The response must consist of each line in the listing that has the word "BaseVol" in it.

SOURCE MATERIAL:

* * * * * * * * *

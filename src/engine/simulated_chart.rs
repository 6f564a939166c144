use {
    crate::{
        config::CHART,
        domain::{AssetClass, ChartPeriod},
        models::ChartSeries,
    },
    rand::Rng,
};

/// Placeholder chart for markets without candle history: the period's fixed labels,
/// each price drawn from `base ± base * spread / 2`.
///
/// Crypto only lands here before its first kline response and borrows the gold settings.
pub fn simulated_chart<R: Rng + ?Sized>(
    class: AssetClass,
    period: ChartPeriod,
    rng: &mut R,
) -> ChartSeries {
    let (title, base) = match class {
        AssetClass::Stocks => (CHART.title_stocks, CHART.stocks_base),
        AssetClass::Forex | AssetClass::Crypto => (CHART.title_forex, CHART.forex_base),
    };
    let spec = period.simulated_spec();

    let labels: Vec<String> = spec.labels.iter().map(|l| l.to_string()).collect();
    let prices: Vec<f64> = labels
        .iter()
        .map(|_| base + (rng.gen_range(0.0..1.0) - 0.5) * (base * spec.spread))
        .collect();

    ChartSeries::from_pairs(title, labels, prices)
}

#[cfg(test)]
mod tests {
    use super::*;
    use rand::{SeedableRng, rngs::StdRng};

    #[test]
    fn label_count_follows_period() {
        let mut rng = StdRng::seed_from_u64(1);
        assert_eq!(simulated_chart(AssetClass::Stocks, ChartPeriod::Day, &mut rng).len(), 7);
        assert_eq!(simulated_chart(AssetClass::Stocks, ChartPeriod::Week, &mut rng).len(), 7);
        assert_eq!(simulated_chart(AssetClass::Stocks, ChartPeriod::Month, &mut rng).len(), 4);
        let year = simulated_chart(AssetClass::Forex, ChartPeriod::Year, &mut rng);
        assert_eq!(year.labels().first().map(String::as_str), Some("Jan"));
        assert_eq!(year.labels().last().map(String::as_str), Some("Dec"));
    }

    #[test]
    fn prices_stay_within_spread() {
        let mut rng = StdRng::seed_from_u64(99);
        for period in ChartPeriod::ALL {
            for _ in 0..100 {
                let s = simulated_chart(AssetClass::Stocks, period, &mut rng);
                let half = CHART.stocks_base * period.simulated_spec().spread / 2.0;
                for p in s.prices() {
                    assert!((p - CHART.stocks_base).abs() <= half + 1e-9);
                }
            }
        }
    }

    #[test]
    fn titles_by_class() {
        let mut rng = StdRng::seed_from_u64(5);
        let s = simulated_chart(AssetClass::Stocks, ChartPeriod::Day, &mut rng);
        assert_eq!(s.title, CHART.title_stocks);
        let f = simulated_chart(AssetClass::Forex, ChartPeriod::Day, &mut rng);
        assert_eq!(f.title, CHART.title_forex);
        let c = simulated_chart(AssetClass::Crypto, ChartPeriod::Day, &mut rng);
        assert!((c.prices()[0] - CHART.forex_base).abs() <= CHART.forex_base * 0.005);
    }
}
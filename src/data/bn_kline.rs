use {
    anyhow::{Context, Result, bail},
    binance_sdk::{
        config::ConfigurationRestApi,
        errors::{self, ConnectorError as connection_error},
        spot::{
            SpotRestApi,
            rest_api::{KlinesIntervalEnum, KlinesItemInner, KlinesParams, RestApi},
        },
    },
    chrono::TimeZone,
    std::{error::Error, fmt},
};

use crate::{
    config::{BinanceApiConfig, CHART, KlineRequest},
    domain::{BaseVol, Candle, ChartPeriod, QuoteVol},
    models::{ChartPoint, ChartSeries},
    utils::{TimeUtils, epoch_ms_to_chart_label},
};

#[cfg(debug_assertions)]
use crate::config::DF;

pub fn try_interval_from_ms(ms: i64) -> Result<KlinesIntervalEnum, String> {
    use TimeUtils as T;
    match ms {
        T::MS_IN_S => Ok(KlinesIntervalEnum::Interval1s),
        T::MS_IN_MIN => Ok(KlinesIntervalEnum::Interval1m),
        T::MS_IN_15_MIN => Ok(KlinesIntervalEnum::Interval15m),
        T::MS_IN_H => Ok(KlinesIntervalEnum::Interval1h),
        T::MS_IN_4_H => Ok(KlinesIntervalEnum::Interval4h),
        T::MS_IN_D => Ok(KlinesIntervalEnum::Interval1d),
        _ => Err(format!("Unsupported interval: {}ms", ms)),
    }
}

#[derive(Debug, PartialEq)]
pub struct BNKline {
    pub open_timestamp_ms: i64,
    pub open_price: Option<f64>,
    pub high_price: Option<f64>,
    pub low_price: Option<f64>,
    pub close_price: Option<f64>,
    pub base_asset_volume: Option<BaseVol>,
    pub quote_asset_volume: Option<QuoteVol>,
}

#[derive(Debug)]
pub enum BNKlineError {
    InvalidLength,
    InvalidType(String),
    ConnectionFailed(String),
}

impl fmt::Display for BNKlineError {
    fn fmt(&self, f: &mut fmt::Formatter) -> std::fmt::Result {
        match self {
            BNKlineError::InvalidLength => write!(f, "Invalid length"),
            BNKlineError::InvalidType(string) => write!(f, "Invalid type: {}", string),
            BNKlineError::ConnectionFailed(msg) => {
                write!(f, "Binance API connection failed: {}.", msg)
            }
        }
    }
}

impl Error for BNKlineError {}

fn inner_string_to_float(kline: Option<KlinesItemInner>) -> Option<f64> {
    kline.and_then(|inner| {
        if let KlinesItemInner::String(s) = inner {
            s.parse::<f64>().ok()
        } else {
            None
        }
    })
}

impl TryFrom<Vec<KlinesItemInner>> for BNKline {
    type Error = BNKlineError;

    fn try_from(row: Vec<KlinesItemInner>) -> Result<Self, Self::Error> {
        let mut items = row.into_iter();
        let open_timestamp_ms = match items.next().ok_or(BNKlineError::InvalidLength)? {
            KlinesItemInner::Integer(a) => a,
            _ => return Err(BNKlineError::InvalidType("open_time".to_string())),
        };

        let open_price = inner_string_to_float(items.next());
        let high_price = inner_string_to_float(items.next());
        let low_price = inner_string_to_float(items.next());
        let close_price = inner_string_to_float(items.next());
        let volume = inner_string_to_float(items.next());
        let _close_time = items.next();
        let quote_asset_volume = inner_string_to_float(items.next());

        Ok(BNKline {
            open_timestamp_ms,
            open_price,
            high_price,
            low_price,
            close_price,
            base_asset_volume: volume.map(BaseVol::new),
            quote_asset_volume: quote_asset_volume.map(QuoteVol::new),
        })
    }
}

impl From<BNKline> for Candle {
    fn from(bn: BNKline) -> Self {
        Candle::new(
            bn.open_timestamp_ms,
            bn.open_price.unwrap_or_default(),
            bn.high_price.unwrap_or_default(),
            bn.low_price.unwrap_or_default(),
            bn.close_price.unwrap_or_default(),
            bn.base_asset_volume.unwrap_or_default(),
            bn.quote_asset_volume.unwrap_or_default(),
        )
    }
}

fn convert_klines(data: Vec<Vec<KlinesItemInner>>) -> Result<Vec<BNKline>, BNKlineError> {
    data.into_iter().map(BNKline::try_from).collect()
}

fn configure_binance_client() -> Result<RestApi> {
    let config = BinanceApiConfig::default();
    let rest_conf = ConfigurationRestApi::builder()
        .timeout(config.timeout_ms)
        .retries(config.retries)
        .backoff(config.backoff_ms)
        .build()?;
    Ok(SpotRestApi::production(rest_conf))
}

async fn fetch_binance_klines(
    rest_client: &RestApi,
    params: KlinesParams,
    symbol: &str,
) -> Result<Vec<Vec<KlinesItemInner>>> {
    match rest_client.klines(params).await {
        Ok(r) => Ok(r.data().await?),
        Err(e) => {
            if let Some(conn_err) = e.downcast_ref::<errors::ConnectorError>() {
                match conn_err {
                    connection_error::ConnectorClientError(msg) => {
                        log::error!("{} Client error: Check your request parameters. {}", symbol, msg);
                    }
                    connection_error::TooManyRequestsError(msg) => {
                        log::warn!("{} Rate limit exceeded. {}", symbol, msg);
                    }
                    connection_error::RateLimitBanError(msg) => {
                        log::error!("{} IP address banned due to excessive rate limits. {}", symbol, msg);
                    }
                    errors::ConnectorError::ServerError { msg, status_code } => {
                        log::error!("{} Server error: {} (status code: {:?})", symbol, msg, status_code);
                    }
                    errors::ConnectorError::NetworkError(msg) => {
                        log::error!("{} Network error: Check your internet connection. {}", symbol, msg);
                    }
                    other => {
                        log::error!("{} Unexpected connector error: {:?}", symbol, other);
                    }
                }
                Err(anyhow::Error::new(BNKlineError::ConnectionFailed(conn_err.to_string()))
                    .context(format!("Binance kline call failed for {}", symbol)))
            } else {
                Err(anyhow::Error::new(BNKlineError::ConnectionFailed(e.to_string()))
                    .context(format!("Unexpected error during kline call for {}", symbol)))
            }
        }
    }
}

/// One page of klines, oldest first. Every chart period fits in a single request.
pub async fn load_klines(symbol: &str, request: KlineRequest) -> Result<Vec<Candle>> {
    let rest_client = configure_binance_client()?;
    let interval = try_interval_from_ms(request.interval_ms).map_err(anyhow::Error::msg)?;

    let params = KlinesParams::builder(symbol.to_string(), interval)
        .limit(request.limit)
        .build()?;

    let rows = fetch_binance_klines(&rest_client, params, symbol).await?;
    let klines = convert_klines(rows)
        .map_err(anyhow::Error::new)
        .with_context(|| format!("{} convert_klines failed", symbol))?;

    if klines.is_empty() {
        bail!("{}: Binance returned zero klines", symbol);
    }

    #[cfg(debug_assertions)]
    if DF.log_feed {
        log::info!(
            "Loaded {} {} klines for {}",
            klines.len(),
            TimeUtils::interval_to_string(request.interval_ms),
            symbol
        );
    }

    Ok(klines.into_iter().map(Candle::from).collect())
}

/// Close prices labelled in the given zone, with base-asset volume attached.
pub fn candles_to_series<Tz: TimeZone>(candles: &[Candle], period: ChartPeriod, tz: &Tz) -> ChartSeries
where
    Tz::Offset: fmt::Display,
{
    let points = candles
        .iter()
        .map(|c| ChartPoint {
            label: epoch_ms_to_chart_label(c.timestamp_ms, period, tz),
            price: c.close_price,
            volume: Some(c.base_asset_volume.value()),
        })
        .collect();
    ChartSeries::new(CHART.title_crypto, points)
}

#[cfg(test)]
mod tests {
    use super::*;
    use chrono::Utc;

    fn row(open_ms: i64, close: &str, volume: &str) -> Vec<KlinesItemInner> {
        vec![
            KlinesItemInner::Integer(open_ms),
            KlinesItemInner::String("100.0".into()),
            KlinesItemInner::String("110.0".into()),
            KlinesItemInner::String("95.0".into()),
            KlinesItemInner::String(close.into()),
            KlinesItemInner::String(volume.into()),
            KlinesItemInner::Integer(open_ms + TimeUtils::MS_IN_15_MIN - 1),
            KlinesItemInner::String("1000.0".into()),
        ]
    }

    #[test]
    fn rows_convert_to_candles() {
        let klines = convert_klines(vec![row(0, "105.5", "3.25")]).expect("valid row");
        let candle = Candle::from(klines.into_iter().next().expect("one kline"));
        assert_eq!(candle.open_price, 100.0);
        assert_eq!(candle.high_price, 110.0);
        assert_eq!(candle.low_price, 95.0);
        assert_eq!(candle.close_price, 105.5);
        assert_eq!(candle.base_asset_volume.value(), 3.25);
        assert_eq!(candle.quote_asset_volume.value(), 1000.0);
    }

    #[test]
    fn row_without_integer_open_time_is_rejected() {
        let bad = vec![KlinesItemInner::String("oops".into())];
        assert!(matches!(
            BNKline::try_from(bad),
            Err(BNKlineError::InvalidType(_))
        ));
        assert!(matches!(
            BNKline::try_from(Vec::new()),
            Err(BNKlineError::InvalidLength)
        ));
    }

    #[test]
    fn chart_periods_map_to_binance_intervals() {
        for period in ChartPeriod::ALL {
            assert!(try_interval_from_ms(period.kline_request().interval_ms).is_ok());
        }
        assert!(try_interval_from_ms(7).is_err());
    }

    #[test]
    fn series_uses_close_prices_and_period_labels() {
        // 2024-03-05 14:30 and 14:45 UTC
        let rows = vec![
            row(1_709_649_000_000, "101.0", "2.0"),
            row(1_709_649_900_000, "102.5", "4.0"),
        ];
        let candles: Vec<Candle> = convert_klines(rows)
            .expect("valid rows")
            .into_iter()
            .map(Candle::from)
            .collect();

        let series = candles_to_series(&candles, ChartPeriod::Day, &Utc);
        assert_eq!(series.title, CHART.title_crypto);
        assert_eq!(series.labels(), vec!["02:30 PM", "02:45 PM"]);
        assert_eq!(series.prices(), vec![101.0, 102.5]);
        assert_eq!(series.points[1].volume, Some(4.0));
    }
}
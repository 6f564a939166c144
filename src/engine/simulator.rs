//! Random-walk perturbation for the simulated stock and forex quotes.

use {
    crate::{
        config::SIMULATION,
        domain::{AssetClass, Instrument},
        models::MarketBook,
    },
    rand::Rng,
};

#[cfg(debug_assertions)]
use crate::config::DF;

/// Moves `price` by a uniform delta in `[-volatility, volatility]`.
/// The reference price (`price - change`) is left untouched, so `change_percent`
/// stays measured against the same previous close across ticks.
pub fn perturb<R: Rng + ?Sized>(instrument: &Instrument, volatility: f64, rng: &mut R) -> Instrument {
    let volatility = volatility.abs();
    let delta = rng.gen_range(-volatility..=volatility);
    let reference = instrument.reference_price();
    let change = instrument.change + delta;
    let change_percent = if reference.abs() > f64::EPSILON {
        change / reference * 100.0
    } else {
        0.0
    };

    Instrument {
        price: instrument.price + delta,
        change,
        change_percent,
        ..instrument.clone()
    }
}

/// One simulation tick over every stock and forex quote. Crypto is live and untouched.
pub fn simulate_tick<R: Rng + ?Sized>(book: &mut MarketBook, rng: &mut R) {
    for stock in book.instruments_mut(AssetClass::Stocks).iter_mut() {
        *stock = perturb(stock, SIMULATION.stock_volatility, rng);
    }
    for pair in book.instruments_mut(AssetClass::Forex).iter_mut() {
        let vol = SIMULATION.forex_volatility(&pair.symbol);
        *pair = perturb(pair, vol, rng);
    }

    #[cfg(debug_assertions)]
    if DF.log_simulation {
        if let Some(first) = book.instruments(AssetClass::Stocks).first() {
            log::info!("Simulation tick: {}", first);
        }
    }
}

#[cfg(test)]
mod tests {
    use super::*;
    use rand::{SeedableRng, rngs::StdRng};

    #[test]
    fn perturb_stays_within_volatility() {
        let mut rng = StdRng::seed_from_u64(7);
        let mut quote = Instrument::new("TCS", "Tata", 3480.20, -15.60, -0.45, "₹");
        for _ in 0..1000 {
            let next = perturb(&quote, 1.0, &mut rng);
            assert!((next.price - quote.price).abs() <= 1.0);
            quote = next;
        }
    }

    #[test]
    fn perturb_keeps_reference_price() {
        let mut rng = StdRng::seed_from_u64(11);
        let quote = Instrument::new("RELIANCE", "Reliance", 2355.80, 12.40, 0.53, "₹");
        let reference = quote.reference_price();
        let next = perturb(&quote, 1.0, &mut rng);
        assert!((next.reference_price() - reference).abs() < 1e-9);
        let expected_pct = next.change / reference * 100.0;
        assert!((next.change_percent - expected_pct).abs() < 1e-12);
        assert_eq!(next.symbol, "RELIANCE");
        assert_eq!(next.currency, "₹");
    }

    #[test]
    fn zero_volatility_is_a_no_op_on_price() {
        let mut rng = StdRng::seed_from_u64(3);
        let quote = Instrument::new("A", "a", 10.0, 1.0, 11.11, "$");
        let next = perturb(&quote, 0.0, &mut rng);
        assert_eq!(next.price, 10.0);
        assert_eq!(next.change, 1.0);
    }

    #[test]
    fn tick_uses_per_symbol_forex_volatility() {
        let mut rng = StdRng::seed_from_u64(42);
        let mut book = MarketBook::new();
        let before = book.clone();
        for _ in 0..50 {
            simulate_tick(&mut book, &mut rng);
        }
        let moved = |class: AssetClass, symbol: &str| {
            let a = before.find(class, symbol).map(|i| i.price).unwrap_or_default();
            let b = book.find(class, symbol).map(|i| i.price).unwrap_or_default();
            (b - a).abs()
        };
        assert!(moved(AssetClass::Forex, "XAU/USD") <= 50.0 * 0.5);
        assert!(moved(AssetClass::Forex, "EUR/USD") <= 50.0 * 0.0005 + 1e-12);
        assert!(moved(AssetClass::Stocks, "SBIN") <= 50.0);
        assert!(book.instruments(AssetClass::Crypto).is_empty());
    }
}
//! Seed quotes for the simulated markets.

pub struct SeedInstrument {
    pub symbol: &'static str,
    pub name: &'static str,
    pub price: f64,
    pub change: f64,
    pub change_percent: f64,
    pub currency: &'static str,
}

pub const STOCK_SEED: &[SeedInstrument] = &[
    SeedInstrument { symbol: "RELIANCE", name: "Reliance Industries", price: 2355.80, change: 12.40, change_percent: 0.53, currency: "₹" },
    SeedInstrument { symbol: "TCS", name: "Tata Consultancy Svcs", price: 3480.20, change: -15.60, change_percent: -0.45, currency: "₹" },
    SeedInstrument { symbol: "HDFCBANK", name: "HDFC Bank Ltd", price: 1510.50, change: 8.30, change_percent: 0.55, currency: "₹" },
    SeedInstrument { symbol: "INFY", name: "Infosys Ltd", price: 1420.75, change: 5.25, change_percent: 0.37, currency: "₹" },
    SeedInstrument { symbol: "TATAMOTORS", name: "Tata Motors Ltd", price: 625.40, change: -2.10, change_percent: -0.33, currency: "₹" },
    SeedInstrument { symbol: "SBIN", name: "State Bank of India", price: 575.15, change: 3.45, change_percent: 0.60, currency: "₹" },
];

pub const FOREX_SEED: &[SeedInstrument] = &[
    SeedInstrument { symbol: "XAU/USD", name: "Gold Spot / US Dollar", price: 1985.40, change: 12.50, change_percent: 0.63, currency: "$" },
    SeedInstrument { symbol: "XAG/USD", name: "Silver Spot / US Dollar", price: 23.65, change: 0.15, change_percent: 0.64, currency: "$" },
    SeedInstrument { symbol: "EUR/USD", name: "Euro / US Dollar", price: 1.0925, change: 0.0015, change_percent: 0.14, currency: "$" },
    SeedInstrument { symbol: "GBP/USD", name: "British Pound / US Dollar", price: 1.2640, change: -0.0020, change_percent: -0.16, currency: "$" },
    SeedInstrument { symbol: "USD/JPY", name: "US Dollar / Japanese Yen", price: 148.50, change: 0.45, change_percent: 0.30, currency: "¥" },
];
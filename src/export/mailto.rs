pub const SHARE_SUBJECT: &str = "TradePro Market Analysis";
pub const SHARE_BODY: &str = "Check out the latest market analysis from TradePro!";

/// A `mailto:` link with no recipient, so the mail client asks for one.
pub fn mailto_link(subject: &str, body: &str) -> String {
    format!(
        "mailto:?subject={}&body={}",
        urlencoding::encode(subject),
        urlencoding::encode(body)
    )
}

#[cfg(test)]
mod tests {
    use super::*;

    #[test]
    fn share_link_is_percent_encoded() {
        assert_eq!(
            mailto_link(SHARE_SUBJECT, SHARE_BODY),
            "mailto:?subject=TradePro%20Market%20Analysis\
             &body=Check%20out%20the%20latest%20market%20analysis%20from%20TradePro%21"
        );
    }

    #[test]
    fn reserved_characters_are_escaped() {
        assert_eq!(mailto_link("a&b", "x=y?"), "mailto:?subject=a%26b&body=x%3Dy%3F");
    }
}
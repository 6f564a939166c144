mod clock;
mod simulated_chart;
mod simulator;
mod timers;

pub use clock::{ClockSnapshot, detect_location, location_from_zone};
pub use simulated_chart::simulated_chart;
pub use simulator::{perturb, simulate_tick};
pub use timers::{IntervalTimer, TimerEvent, Timers};
mod analysis;
mod chart_view;
mod dashboard;
mod styles;
mod ticker;
mod ui_config;
mod ui_render;
mod ui_text;

pub(crate) use chart_view::{period_selector, show_price_chart};
pub(crate) use styles::{UiStyleExt, direction_color};
pub(crate) use ticker::TickerState;
pub(crate) use ui_config::{UI_CONFIG, UI_TEXT};
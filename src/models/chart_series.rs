use crate::models::KeyStats;

#[derive(Debug, Clone, PartialEq)]
pub struct ChartPoint {
    pub label: String,
    pub price: f64,
    /// Only candle-backed series know their traded volume.
    pub volume: Option<f64>,
}

/// An ordered run of label/price pairs ready to be drawn as a line.
#[derive(Debug, Clone, PartialEq, Default)]
pub struct ChartSeries {
    pub title: String,
    pub points: Vec<ChartPoint>,
}

impl ChartSeries {
    pub fn new(title: impl Into<String>, points: Vec<ChartPoint>) -> Self {
        Self {
            title: title.into(),
            points,
        }
    }

    /// Builds a series without volume information.
    pub fn from_pairs(title: impl Into<String>, labels: Vec<String>, prices: Vec<f64>) -> Self {
        debug_assert_eq!(labels.len(), prices.len());
        let points = labels
            .into_iter()
            .zip(prices)
            .map(|(label, price)| ChartPoint {
                label,
                price,
                volume: None,
            })
            .collect();
        Self::new(title, points)
    }

    pub fn len(&self) -> usize {
        self.points.len()
    }

    pub fn is_empty(&self) -> bool {
        self.points.is_empty()
    }

    pub fn labels(&self) -> Vec<String> {
        self.points.iter().map(|p| p.label.clone()).collect()
    }

    pub fn prices(&self) -> Vec<f64> {
        self.points.iter().map(|p| p.price).collect()
    }

    /// (min, max) over all prices.
    pub fn price_range(&self) -> Option<(f64, f64)> {
        let mut prices = self.points.iter().map(|p| p.price);
        let first = prices.next()?;
        Some(prices.fold((first, first), |(lo, hi), p| (lo.min(p), hi.max(p))))
    }

    pub fn key_stats(&self) -> Option<KeyStats> {
        KeyStats::from_series(self)
    }
}

#[cfg(test)]
mod tests {
    use super::*;

    #[test]
    fn price_range_spans_all_points() {
        let s = ChartSeries::from_pairs(
            "t",
            vec!["a".into(), "b".into(), "c".into()],
            vec![3.0, 1.5, 4.25],
        );
        assert_eq!(s.price_range(), Some((1.5, 4.25)));
        assert_eq!(s.labels(), ["a", "b", "c"]);
        assert!(ChartSeries::default().price_range().is_none());
    }
}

* * * * * * * * *

RESULT OF THIS EXERCISE:
    domain::{BaseVol, Candle, ChartPeriod, QuoteVol},
    pub base_asset_volume: Option<BaseVol>,
            base_asset_volume: volume.map(BaseVol::new),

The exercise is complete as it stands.